_WHAT YOU ARE ASKED TO DO_. Look below. Copy each line that has "redacted" in it.
THE INPUT below:
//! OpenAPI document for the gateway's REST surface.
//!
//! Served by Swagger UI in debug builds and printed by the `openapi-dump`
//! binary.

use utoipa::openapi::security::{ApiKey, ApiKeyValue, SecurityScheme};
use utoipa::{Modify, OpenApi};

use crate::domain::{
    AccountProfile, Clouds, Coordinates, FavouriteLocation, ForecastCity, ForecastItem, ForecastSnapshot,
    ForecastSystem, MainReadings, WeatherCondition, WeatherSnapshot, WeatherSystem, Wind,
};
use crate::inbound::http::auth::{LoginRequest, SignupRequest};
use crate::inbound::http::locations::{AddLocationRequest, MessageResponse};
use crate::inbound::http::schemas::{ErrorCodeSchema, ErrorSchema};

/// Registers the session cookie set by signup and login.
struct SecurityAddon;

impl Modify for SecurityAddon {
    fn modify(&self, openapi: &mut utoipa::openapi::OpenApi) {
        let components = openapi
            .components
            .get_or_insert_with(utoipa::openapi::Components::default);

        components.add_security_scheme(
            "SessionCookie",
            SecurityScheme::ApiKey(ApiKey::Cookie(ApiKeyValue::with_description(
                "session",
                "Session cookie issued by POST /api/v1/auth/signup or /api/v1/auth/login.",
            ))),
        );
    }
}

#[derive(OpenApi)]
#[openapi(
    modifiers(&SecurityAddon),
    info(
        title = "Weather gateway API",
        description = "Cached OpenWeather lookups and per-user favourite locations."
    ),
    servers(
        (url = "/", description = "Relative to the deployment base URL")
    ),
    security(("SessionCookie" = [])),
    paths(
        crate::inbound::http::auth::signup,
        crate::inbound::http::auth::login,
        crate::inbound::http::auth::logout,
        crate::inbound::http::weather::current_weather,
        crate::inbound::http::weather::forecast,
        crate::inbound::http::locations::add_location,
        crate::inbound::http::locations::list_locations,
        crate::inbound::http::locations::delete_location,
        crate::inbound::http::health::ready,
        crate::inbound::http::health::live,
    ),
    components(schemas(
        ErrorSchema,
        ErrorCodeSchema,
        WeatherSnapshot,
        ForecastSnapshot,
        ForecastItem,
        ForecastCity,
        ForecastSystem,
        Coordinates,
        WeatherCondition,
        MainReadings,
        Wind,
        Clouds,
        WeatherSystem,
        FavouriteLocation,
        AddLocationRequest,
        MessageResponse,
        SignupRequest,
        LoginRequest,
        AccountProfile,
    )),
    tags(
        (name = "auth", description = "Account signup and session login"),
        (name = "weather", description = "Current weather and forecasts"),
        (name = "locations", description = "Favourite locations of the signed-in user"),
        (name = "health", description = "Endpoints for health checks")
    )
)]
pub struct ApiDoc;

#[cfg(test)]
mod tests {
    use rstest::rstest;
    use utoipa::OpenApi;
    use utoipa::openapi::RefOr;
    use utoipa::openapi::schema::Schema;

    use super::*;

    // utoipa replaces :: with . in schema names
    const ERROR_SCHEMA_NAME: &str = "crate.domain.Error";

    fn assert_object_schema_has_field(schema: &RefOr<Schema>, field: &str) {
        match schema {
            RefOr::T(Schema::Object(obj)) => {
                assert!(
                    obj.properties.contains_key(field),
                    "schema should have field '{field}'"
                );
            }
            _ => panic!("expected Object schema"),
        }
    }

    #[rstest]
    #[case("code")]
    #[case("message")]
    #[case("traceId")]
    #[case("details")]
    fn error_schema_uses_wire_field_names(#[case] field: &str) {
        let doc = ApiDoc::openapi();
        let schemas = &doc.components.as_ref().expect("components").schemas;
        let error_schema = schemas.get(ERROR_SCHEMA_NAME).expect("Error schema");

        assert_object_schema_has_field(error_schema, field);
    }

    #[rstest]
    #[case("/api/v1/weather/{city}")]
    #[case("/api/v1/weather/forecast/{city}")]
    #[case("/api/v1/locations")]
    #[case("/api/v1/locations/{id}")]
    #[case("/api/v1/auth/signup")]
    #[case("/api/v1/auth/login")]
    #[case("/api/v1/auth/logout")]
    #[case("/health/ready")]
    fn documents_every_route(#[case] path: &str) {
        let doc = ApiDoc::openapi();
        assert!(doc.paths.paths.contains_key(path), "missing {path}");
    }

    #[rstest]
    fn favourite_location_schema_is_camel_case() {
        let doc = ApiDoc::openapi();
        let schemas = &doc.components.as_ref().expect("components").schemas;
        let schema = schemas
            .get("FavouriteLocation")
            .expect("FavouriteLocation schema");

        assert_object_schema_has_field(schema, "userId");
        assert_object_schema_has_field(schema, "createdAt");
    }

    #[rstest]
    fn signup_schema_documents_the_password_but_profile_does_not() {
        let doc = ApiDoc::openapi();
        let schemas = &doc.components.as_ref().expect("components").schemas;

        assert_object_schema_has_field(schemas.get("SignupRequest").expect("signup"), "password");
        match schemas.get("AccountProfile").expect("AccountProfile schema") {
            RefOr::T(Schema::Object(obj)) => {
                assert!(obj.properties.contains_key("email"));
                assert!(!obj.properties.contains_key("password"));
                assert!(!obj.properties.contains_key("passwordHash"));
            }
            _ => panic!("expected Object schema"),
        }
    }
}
End of THE INPUT.
THE INPUT below:
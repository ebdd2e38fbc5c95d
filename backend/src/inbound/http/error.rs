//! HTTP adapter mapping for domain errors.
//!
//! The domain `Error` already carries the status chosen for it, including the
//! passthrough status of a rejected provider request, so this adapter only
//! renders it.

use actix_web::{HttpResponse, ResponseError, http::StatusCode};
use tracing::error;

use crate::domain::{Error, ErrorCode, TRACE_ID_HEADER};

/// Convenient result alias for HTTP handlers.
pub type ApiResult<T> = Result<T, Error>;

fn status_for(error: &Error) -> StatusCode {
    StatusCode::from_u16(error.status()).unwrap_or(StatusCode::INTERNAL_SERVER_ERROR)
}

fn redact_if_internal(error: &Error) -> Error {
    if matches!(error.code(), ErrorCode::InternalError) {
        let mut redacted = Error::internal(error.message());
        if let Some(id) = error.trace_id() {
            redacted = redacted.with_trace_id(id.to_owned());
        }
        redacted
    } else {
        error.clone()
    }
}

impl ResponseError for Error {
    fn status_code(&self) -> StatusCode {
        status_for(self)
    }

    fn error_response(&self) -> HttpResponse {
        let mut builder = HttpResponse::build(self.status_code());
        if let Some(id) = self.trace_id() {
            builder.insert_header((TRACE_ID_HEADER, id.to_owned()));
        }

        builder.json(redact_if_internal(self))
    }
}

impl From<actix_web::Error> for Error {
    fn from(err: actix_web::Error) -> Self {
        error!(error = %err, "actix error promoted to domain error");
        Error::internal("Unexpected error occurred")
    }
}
End of THE INPUT.
_SOLUTION TO THE EXERCISE_.
        let mut redacted = Error::internal(error.message());
            redacted = redacted.with_trace_id(id.to_owned());
        redacted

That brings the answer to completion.